> **Aim of the exercise**
Restate word for word the lines that begin the listing and end with the line holding "to 16 nybbles".

> **Stored data**
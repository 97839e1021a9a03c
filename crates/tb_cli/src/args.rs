// crates/tb_cli/src/args.rs
//
// Offline CLI argument surface.
//
// - No networked paths (reject any scheme:// like http/https/file)
// - --input is the bracket request JSON; --out is an optional output file
// - Seed override accepts u64 decimal or 0x-hex up to 16 nybbles
// - --validate-only checks the request without building the bracket

use std::path::{Path, PathBuf};

use clap::Parser;
use tb_core::variables::SeedingMethod;

/// Parsed CLI arguments (raw).
#[derive(Debug, Parser, Clone)]
#[command(
    name = "tb",
    disable_help_subcommand = true,
    about = "Offline, deterministic single-elimination bracket generator"
)]
pub struct Args {
    /// Bracket request JSON path.
    #[arg(long)]
    pub input: PathBuf,

    /// Write canonical bracket JSON here (atomically). Defaults to stdout.
    #[arg(long)]
    pub out: Option<PathBuf>,

    /// Random seeding seed override. Accepts decimal u64 or 0x-hex (≤16 hex digits).
    #[arg(long, value_parser = parse_seed)]
    pub seed: Option<u64>,

    /// Seeding policy override: seeded | random.
    #[arg(long, value_parser = parse_seeding)]
    pub seeding: Option<SeedingMethod>,

    /// Resolve duplicate outcome records by the last one listed.
    #[arg(long)]
    pub last_wins: bool,

    /// Print the outcome binding report (JSON) to stderr.
    #[arg(long)]
    pub report: bool,

    /// Validate the request only; do not build the bracket.
    #[arg(long)]
    pub validate_only: bool,

    /// Suppress non-essential stderr output.
    #[arg(long)]
    pub quiet: bool,
}

/// Errors surfaced by argument validation.
/// Keep messages short/stable (handy for scripts/tests).
#[derive(Debug)]
pub enum CliError {
    NonLocalPath(String),
}

impl std::fmt::Display for CliError {
    fn fmt(&self, f: &mut std::fmt::Formatter<'_>) -> std::fmt::Result {
        match self {
            CliError::NonLocalPath(p) => write!(f, "path must be local file (no scheme): {p}"),
        }
    }
}
impl std::error::Error for CliError {}

/// Entry point used by main.rs
pub fn parse_and_validate() -> Result<Args, CliError> {
    validate(Args::parse())
}

/// Post-parse checks shared by `main` and tests.
pub fn validate(args: Args) -> Result<Args, CliError> {
    ensure_local_path(&args.input)?;
    if let Some(out) = &args.out {
        ensure_local_path(out)?;
    }
    Ok(args)
}

/// Seed parser: decimal u64 or 0x-hex (1..=16 nybbles).
pub fn parse_seed(s: &str) -> Result<u64, String> {
    let s = s.trim();
    if s.is_empty() {
        return Err("empty seed".into());
    }
    if let Some(rest) = s.strip_prefix("0x").or_else(|| s.strip_prefix("0X")) {
        if rest.is_empty() || rest.len() > 16 || !rest.chars().all(|c| c.is_ascii_hexdigit()) {
            return Err("hex seed must be 1..16 hex digits".into());
        }
        u64::from_str_radix(rest, 16).map_err(|_| "hex seed out of range".into())
    } else {
        s.parse::<u64>().map_err(|_| "decimal seed must be a valid u64".into())
    }
}

fn parse_seeding(s: &str) -> Result<SeedingMethod, String> {
    s.trim().parse::<SeedingMethod>().map_err(|e| e.to_string())
}

/// Reject any explicit URI scheme (e.g., http://, https://, file://).
#[inline]
fn has_scheme(s: &str) -> bool {
    let lower = s.trim().to_ascii_lowercase();
    lower.contains("://") || lower.starts_with("http:") || lower.starts_with("https:") || lower.starts_with("file:")
}

/// Ensure a provided path string is local (no scheme); existence is checked by the loader.
#[inline]
fn ensure_local_path(p: &Path) -> Result<(), CliError> {
    if let Some(s) = p.to_str() {
        if has_scheme(s) {
            return Err(CliError::NonLocalPath(s.to_string()));
        }
    }
    Ok(())
}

> **Solution to the problem**
repository 97839e1021a9a03c
filename crates/tb_cli/src/args.rs
// crates/tb_cli/src/args.rs
//
// Offline CLI argument surface.
//
// - No networked paths (reject any scheme:// like http/https/file)
// - --input is the bracket request JSON; --out is an optional output file
// - Seed override accepts u64 decimal or 0x-hex up to 16 nybbles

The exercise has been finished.